Work Package 5 (led by Ankara)
WP5 studies resilience in a uniquely vulnerable cohort exposed to earthquakes, SARS-CoV-2, and forced migration. It aims to identify moderating and mediating factors associated with outcome-based resilience, defined by the presence or absence of psychiatric diagnoses or subthreshold symptoms after these stressors. The work will collect new data to replicate and extend findings from other WPs, especially cognitive and neural resilience mechanisms, while also assessing additional risk and protective factors not covered elsewhere in the consortium. A key strength of WP5 is that it zooms in on real-world, high-stress exposure, allowing the consortium to examine the micro-level dynamics of resilience in a highly relevant setting. WP5 is important because it broadens the generalisability of the consortium’s findings and adds context-specific insights into resilience under severe adversity.
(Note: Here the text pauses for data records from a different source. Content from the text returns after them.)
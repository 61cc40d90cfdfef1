//! In-memory stanza tree and builders.
//!
//! The XML text codec belongs to the embedding client; the core works on
//! an owned element tree. Ownership rules:
//! - `add_child` moves the child into the parent, so the root of an
//!   outbound stanza is the only value that ever needs dropping.
//! - Accessors hand out borrows; nothing in the tree is reference-counted.

use std::collections::HashMap;

// ── Namespaces ───────────────────────────────────────────────────────────────

/// Jingle session management (XEP-0166).
pub const NS_JINGLE: &str = "urn:xmpp:jingle:1";
/// Jingle message initiation (XEP-0353).
pub const NS_JINGLE_MESSAGE: &str = "urn:xmpp:jingle-message:0";
/// Jingle RTP sessions (XEP-0167), recognised but never negotiated.
pub const NS_JINGLE_RTP: &str = "urn:xmpp:jingle:apps:rtp:1";
/// Jingle file transfer, version 5 (XEP-0234).
pub const NS_JINGLE_FT5: &str = "urn:xmpp:jingle:apps:file-transfer:5";
/// Jingle In-Band Bytestream transport method (XEP-0261).
pub const NS_JINGLE_IBB: &str = "urn:xmpp:jingle:transports:ibb:1";
/// Jingle SOCKS5 bytestream transport method (XEP-0260), unsupported.
pub const NS_JINGLE_S5B: &str = "urn:xmpp:jingle:transports:s5b:1";
/// In-Band Bytestreams (XEP-0047).
pub const NS_IBB: &str = "http://jabber.org/protocol/ibb";
/// IETF stanza error conditions (RFC 6120).
pub const NS_STANZAS: &str = "urn:ietf:params:xml:ns:xmpp-stanzas";

// ── Stanza ───────────────────────────────────────────────────────────────────

/// One element of a stanza tree: name, optional namespace, attributes,
/// character data, and owned children.
#[derive(Debug, Clone, PartialEq)]
pub struct Stanza {
    name: String,
    ns: Option<String>,
    attrs: HashMap<String, String>,
    text: Option<String>,
    children: Vec<Stanza>,
}

impl Stanza {
    pub fn new(name: impl Into<String>) -> Self {
        Self {
            name: name.into(),
            ns: None,
            attrs: HashMap::new(),
            text: None,
            children: Vec::new(),
        }
    }

    pub fn with_ns(name: impl Into<String>, ns: impl Into<String>) -> Self {
        let mut stanza = Self::new(name);
        stanza.ns = Some(ns.into());
        stanza
    }

    // ── Mutators ─────────────────────────────────────────────────────────

    pub fn set_ns(&mut self, ns: impl Into<String>) {
        self.ns = Some(ns.into());
    }

    pub fn set_attr(&mut self, name: impl Into<String>, value: impl Into<String>) {
        self.attrs.insert(name.into(), value.into());
    }

    pub fn set_text(&mut self, text: impl Into<String>) {
        self.text = Some(text.into());
    }

    /// Append `child`, transferring ownership to this element.
    pub fn add_child(&mut self, child: Stanza) {
        self.children.push(child);
    }

    /// Append a new child element carrying only character data.
    pub fn add_child_with_text(&mut self, name: impl Into<String>, text: impl Into<String>) {
        let mut child = Stanza::new(name);
        child.set_text(text);
        self.children.push(child);
    }

    // ── Accessors ────────────────────────────────────────────────────────

    pub fn name(&self) -> &str {
        &self.name
    }

    pub fn ns(&self) -> Option<&str> {
        self.ns.as_deref()
    }

    pub fn attr(&self, name: &str) -> Option<&str> {
        self.attrs.get(name).map(|v| v.as_str())
    }

    pub fn text(&self) -> Option<&str> {
        self.text.as_deref()
    }

    pub fn children(&self) -> &[Stanza] {
        &self.children
    }

    pub fn child(&self, name: &str) -> Option<&Stanza> {
        self.children.iter().find(|c| c.name == name)
    }

    pub fn child_by_ns(&self, ns: &str) -> Option<&Stanza> {
        self.children.iter().find(|c| c.ns.as_deref() == Some(ns))
    }

    pub fn child_by_name_and_ns(&self, name: &str, ns: &str) -> Option<&Stanza> {
        self.children
            .iter()
            .find(|c| c.name == name && c.ns.as_deref() == Some(ns))
    }

    /// Character data of the named child, if both exist.
    pub fn child_text(&self, name: &str) -> Option<&str> {
        self.child(name).and_then(|c| c.text())
    }

    // ── IQ attribute shorthands ──────────────────────────────────────────

    pub fn id(&self) -> Option<&str> {
        self.attr("id")
    }

    pub fn from(&self) -> Option<&str> {
        self.attr("from")
    }

    pub fn to(&self) -> Option<&str> {
        self.attr("to")
    }

    pub fn typ(&self) -> Option<&str> {
        self.attr("type")
    }

    // ── IQ builders ──────────────────────────────────────────────────────

    pub fn iq(typ: &str, id: &str) -> Self {
        let mut iq = Stanza::new("iq");
        iq.set_attr("type", typ);
        iq.set_attr("id", id);
        iq
    }

    /// Acknowledgement for a previously received IQ.
    pub fn iq_result(id: &str, to: &str) -> Self {
        let mut iq = Self::iq("result", id);
        iq.set_attr("to", to);
        iq
    }

    pub fn iq_set(id: &str, to: &str) -> Self {
        let mut iq = Self::iq("set", id);
        iq.set_attr("to", to);
        iq
    }

    /// Error response: `<iq type='error'><error type='…'><condition/></error></iq>`
    /// with the condition in the IETF stanza-errors namespace.
    pub fn iq_error(id: &str, to: &str, error_type: &str, condition: &str) -> Self {
        let mut iq = Self::iq("error", id);
        iq.set_attr("to", to);

        let mut error = Stanza::new("error");
        error.set_attr("type", error_type);
        error.add_child(Stanza::with_ns(condition, NS_STANZAS));
        iq.add_child(error);
        iq
    }
}
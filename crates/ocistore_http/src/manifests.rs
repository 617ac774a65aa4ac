//! `GET|PUT|DELETE /v2/<name>/manifests/<reference>`, out of core scope
//! except for path/digest validation.
//!
//! Manifest parsing, signature verification, and tag indexing consume the
//! blob API from outside this crate's scope; what belongs here is
//! validating that the repository name and reference are well-formed
//! before reporting that manifest storage isn't wired up.

use axum::extract::Path;
use axum::response::Response;

use ocistore_core::digest::Digest;
use ocistore_core::path::{RepositoryName, Tag};

use crate::errors::{Error, Result};

fn validate(name: &str, reference: &str) -> Result<()> {
    RepositoryName::try_from(name).map_err(Error::Core)?;
    // A reference is either a tag or a digest; accept whichever parses.
    if Tag::try_from(reference).is_err() && Digest::try_from(reference).is_err() {
        return Err(Error::Core(ocistore_core::errors::Error::TagInvalid {
            detail: Default::default(),
        }));
    }
    Ok(())
}

fn unsupported() -> Result<Response> {
    Err(Error::Core(ocistore_core::errors::Error::unsupported_method()
        .with_detail("reason", "manifest storage is outside this core's scope")))
}

pub async fn get_manifest(Path((name, reference)): Path<(String, String)>) -> Result<Response> {
    validate(&name, &reference)?;
    unsupported()
}

pub async fn put_manifest(Path((name, reference)): Path<(String, String)>) -> Result<Response> {
    validate(&name, &reference)?;
    unsupported()
}

pub async fn delete_manifest(Path((name, reference)): Path<(String, String)>) -> Result<Response> {
    validate(&name, &reference)?;
    unsupported()
}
Work Package 6 (led by Ankara)
WP6 uses twin modelling to quantify the genetic and environmental contributions to variation in outcome-based resilience, as well as the stability of resilience proxies over time and their protective correlates, including brain-based markers. It also estimates shared genetic and environmental influences between resilience outcomes, brain resilience, and broader protective factors, and tests whether these associations follow causal or non-causal patterns. The consortium expects moderate heritability, substantial unique environmental influence, and meaningful genetic overlap between resilience and protective brain or behavioural features. WP6 is significant because it leverages twin data to address a central methodological challenge in resilience research: disentangling genetic liability from environmental and causal effects. This makes it especially valuable for understanding whether protective factors truly shape resilience or merely co-occur with it.